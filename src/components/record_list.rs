//! Record List Component
//!
//! Draws a [`ListView`] as cards with edit/delete actions.

use leptos::prelude::*;

use crate::components::DeleteConfirmButton;
use crate::view::{Card, CardLine, ListView};

#[component]
pub fn RecordList(
    #[prop(into)] list: Signal<ListView>,
    /// Id of the card showing the delete confirmation
    #[prop(into)] pending_delete: Signal<Option<String>>,
    #[prop(into)] busy: Signal<bool>,
    #[prop(into)] on_edit: Callback<String>,
    #[prop(into)] on_request_delete: Callback<String>,
    #[prop(into)] on_confirm_delete: Callback<()>,
    #[prop(into)] on_cancel_delete: Callback<()>,
) -> impl IntoView {
    move || match list.get() {
        ListView::Empty(placeholder) => view! {
            <div class="empty-state">
                <h3>{placeholder.heading}</h3>
                <p>{placeholder.hint}</p>
            </div>
        }
        .into_any(),
        ListView::Cards(cards) => cards
            .into_iter()
            .map(|card| {
                card_view(card, pending_delete, busy, on_edit, on_request_delete, on_confirm_delete, on_cancel_delete)
            })
            .collect_view()
            .into_any(),
    }
}

fn card_view(
    card: Card,
    pending_delete: Signal<Option<String>>,
    busy: Signal<bool>,
    on_edit: Callback<String>,
    on_request_delete: Callback<String>,
    on_confirm_delete: Callback<()>,
    on_cancel_delete: Callback<()>,
) -> impl IntoView {
    let id = card.id.clone();
    let edit_id = card.id.clone();
    let delete_id = card.id;
    let confirming = Signal::derive(move || pending_delete.get().as_deref() == Some(id.as_str()));

    view! {
        <div class="card">
            <div class="card-header">
                <div>
                    <div class="card-title">{card.title}</div>
                    {card.subtitle.map(|subtitle| view! { <div class="card-subtitle">{subtitle}</div> })}
                </div>
                <span class=format!("badge {}", card.badge.class)>{card.badge.label}</span>
            </div>
            <div class="card-body">
                <div class="card-info">
                    {card.lines.into_iter().map(line_view).collect_view()}
                </div>
            </div>
            <div class="card-actions">
                <button class="btn btn-edit" on:click=move |_| on_edit.run(edit_id.clone())>
                    "Edit"
                </button>
                <DeleteConfirmButton
                    confirming=confirming
                    on_request=move || on_request_delete.run(delete_id.clone())
                    on_confirm=on_confirm_delete
                    on_cancel=on_cancel_delete
                    disabled=busy
                />
            </div>
        </div>
    }
}

fn line_view(line: CardLine) -> AnyView {
    match line {
        CardLine::Info { label, value } => view! {
            <div class="info-item">
                <span class="info-label">{label}</span>
                <span>{value}</span>
            </div>
        }
        .into_any(),
        CardLine::Tag(badge) => view! {
            <div class="info-item">
                <span class=format!("badge {}", badge.class)>{badge.label}</span>
            </div>
        }
        .into_any(),
    }
}
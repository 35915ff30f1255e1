//! Tasks Tab

use leptos::prelude::*;

use crate::components::{RecordList, TaskForm};
use crate::context::use_app_context;
use crate::models::Task;

#[component]
pub fn TasksTab() -> impl IntoView {
    let ctx = use_app_context();

    let form_open = Memo::new(move |_| ctx.controller.with(|c| c.form::<Task>().is_open()));
    // Assignee names come from the employee collection
    let list = Memo::new(move |_| ctx.controller.with(|c| c.task_view()));
    let pending = Memo::new(move |_| {
        ctx.controller
            .with(|c| c.pending_delete::<Task>().map(str::to_string))
    });
    let busy = Memo::new(move |_| ctx.controller.with(|c| c.is_busy::<Task>()));

    view! {
        <div id="tasks-tab" class="tab-content active">
            <div class="section-header">
                <h2>"Tasks"</h2>
                <button class="btn btn-primary" on:click={move |_| ctx.open_add::<Task>()}>
                    "+ Add Task"
                </button>
            </div>

            <Show when=move || form_open.get()>
                <TaskForm />
            </Show>

            <div id="tasks-list" class="cards-grid">
                <RecordList
                    list=list
                    pending_delete=pending
                    busy=busy
                    on_edit={move |id: String| ctx.open_edit::<Task>(&id)}
                    on_request_delete={move |id: String| ctx.request_delete::<Task>(&id)}
                    on_confirm_delete={move || ctx.confirm_delete::<Task>()}
                    on_cancel_delete={move || ctx.cancel_delete::<Task>()}
                />
            </div>
        </div>
    }
}
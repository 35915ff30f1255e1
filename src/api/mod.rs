//! Remote Data Client
//!
//! Typed CRUD calls against the `employees` and `tasks` collections.
//! The wire is abstracted behind [`Transport`] so the same client runs on
//! `fetch` in the browser and on an in-memory service in tests.

mod fetch;
mod normalize;

#[cfg(test)]
pub mod fake;

use async_trait::async_trait;
use percent_encoding::{utf8_percent_encode, AsciiSet, NON_ALPHANUMERIC};

use crate::models::{Record, ResourceKind};

pub use fetch::FetchTransport;
use normalize::parse_records;

/// Characters left as-is when an id is placed in a path segment
const ID_SEGMENT: &AsciiSet = &NON_ALPHANUMERIC.remove(b'-').remove(b'_').remove(b'.').remove(b'~');

#[derive(Debug, thiserror::Error)]
pub enum ClientError {
    #[error("Transport error: {0}")]
    Transport(String),
    #[error("Unexpected response status: {0}")]
    Status(u16),
    #[error("Serialization error: {0}")]
    Serde(#[from] serde_json::Error),
    #[error("Record without an id in response")]
    MissingId,
}

#[derive(Debug, Clone, Copy, PartialEq, Eq)]
pub enum Method {
    Get,
    Post,
    Put,
    Delete,
}

impl Method {
    pub fn as_str(&self) -> &'static str {
        match self {
            Method::Get => "GET",
            Method::Post => "POST",
            Method::Put => "PUT",
            Method::Delete => "DELETE",
        }
    }
}

/// A request relative to the service origin
#[derive(Debug, Clone, PartialEq)]
pub struct ApiRequest {
    pub method: Method,
    /// Path starting with `/`
    pub path: String,
    /// JSON body
    pub body: Option<String>,
}

#[derive(Debug, Clone, PartialEq)]
pub struct ApiResponse {
    pub status: u16,
    /// Only read for successful responses
    pub body: String,
}

impl ApiResponse {
    pub fn is_success(&self) -> bool {
        (200..300).contains(&self.status)
    }

    fn ensure_success(&self) -> Result<(), ClientError> {
        if self.is_success() {
            Ok(())
        } else {
            Err(ClientError::Status(self.status))
        }
    }
}

/// One request/response round trip
#[async_trait(?Send)]
pub trait Transport {
    async fn send(&self, request: ApiRequest) -> Result<ApiResponse, ClientError>;
}

pub fn collection_path(kind: ResourceKind) -> String {
    format!("/{}/", kind.path())
}

pub fn record_path(kind: ResourceKind, id: &str) -> String {
    format!("/{}/{}", kind.path(), utf8_percent_encode(id, ID_SEGMENT))
}

#[derive(Debug, Clone)]
pub struct RestClient<T> {
    transport: T,
}

impl<T: Transport> RestClient<T> {
    pub fn new(transport: T) -> Self {
        Self { transport }
    }

    pub fn transport(&self) -> &T {
        &self.transport
    }

    /// Fetch the whole collection with identifiers normalised
    pub async fn list<R: Record>(&self) -> Result<Vec<R>, ClientError> {
        let response = self
            .transport
            .send(ApiRequest {
                method: Method::Get,
                path: collection_path(R::KIND),
                body: None,
            })
            .await?;
        response.ensure_success()?;
        parse_records(&response.body)
    }

    pub async fn create<R: Record>(&self, payload: &R::Payload) -> Result<(), ClientError> {
        let body = serde_json::to_string(payload)?;
        self.mutate(Method::Post, collection_path(R::KIND), Some(body)).await
    }

    /// Full replacement of the editable fields
    pub async fn update<R: Record>(&self, id: &str, payload: &R::Payload) -> Result<(), ClientError> {
        let body = serde_json::to_string(payload)?;
        self.mutate(Method::Put, record_path(R::KIND, id), Some(body)).await
    }

    pub async fn remove<R: Record>(&self, id: &str) -> Result<(), ClientError> {
        self.mutate(Method::Delete, record_path(R::KIND, id), None).await
    }

    async fn mutate(&self, method: Method, path: String, body: Option<String>) -> Result<(), ClientError> {
        let response = self.transport.send(ApiRequest { method, path, body }).await?;
        response.ensure_success()
    }
}

#[cfg(test)]
mod tests {
    use super::fake::FakeService;
    use super::*;
    use crate::models::{Employee, EmployeePayload, Task, TaskPayload, TaskStatus};
    use futures::executor::block_on;
    use serde_json::json;

    fn ann() -> EmployeePayload {
        EmployeePayload {
            name: "Ann".into(),
            email: "a@x.com".into(),
            position: None,
            is_active: true,
        }
    }

    #[test]
    fn test_paths() {
        assert_eq!(collection_path(ResourceKind::Employees), "/employees/");
        assert_eq!(record_path(ResourceKind::Tasks, "65a1"), "/tasks/65a1");
        assert_eq!(record_path(ResourceKind::Tasks, "a b/c"), "/tasks/a%20b%2Fc");
    }

    #[test]
    fn test_create_then_list_assigns_id() {
        let client = RestClient::new(FakeService::new());
        block_on(client.create::<Employee>(&ann())).unwrap();

        let employees = block_on(client.list::<Employee>()).unwrap();
        assert_eq!(employees.len(), 1);
        assert!(!employees[0].id.is_empty());
        assert_eq!(employees[0].name, "Ann");
        assert_eq!(employees[0].position, None);
    }

    #[test]
    fn test_requests_use_collection_routes() {
        let client = RestClient::new(FakeService::new());
        let id = client.transport().seed("tasks", json!({ "title": "Old", "status": "pending" }));
        let payload = TaskPayload {
            title: "New".into(),
            description: None,
            status: TaskStatus::Done,
            employee_id: None,
        };
        block_on(client.update::<Task>(&id, &payload)).unwrap();
        block_on(client.remove::<Task>(&id)).unwrap();

        let requests = client.transport().requests();
        assert_eq!(requests[0], (Method::Put, format!("/tasks/{}", id)));
        assert_eq!(requests[1], (Method::Delete, format!("/tasks/{}", id)));
    }

    #[test]
    fn test_failure_status_is_error() {
        let client = RestClient::new(FakeService::new());
        client.transport().fail_next(500);
        let err = block_on(client.create::<Employee>(&ann())).unwrap_err();
        assert!(matches!(err, ClientError::Status(500)));
        assert!(client.transport().records("employees").is_empty());
    }

    #[test]
    fn test_list_failure_status() {
        let client = RestClient::new(FakeService::new());
        client.transport().fail_next(503);
        assert!(matches!(block_on(client.list::<Task>()), Err(ClientError::Status(503))));
    }

    #[test]
    fn test_remove_unknown_id_is_error() {
        let client = RestClient::new(FakeService::new());
        let err = block_on(client.remove::<Employee>("missing")).unwrap_err();
        assert!(matches!(err, ClientError::Status(404)));
    }
}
══════════
Copy all lines of the records in which the string "ApiResponse" can be found.

pub struct ApiResponse {
impl ApiResponse {
    async fn send(&self, request: ApiRequest) -> Result<ApiResponse, ClientError>;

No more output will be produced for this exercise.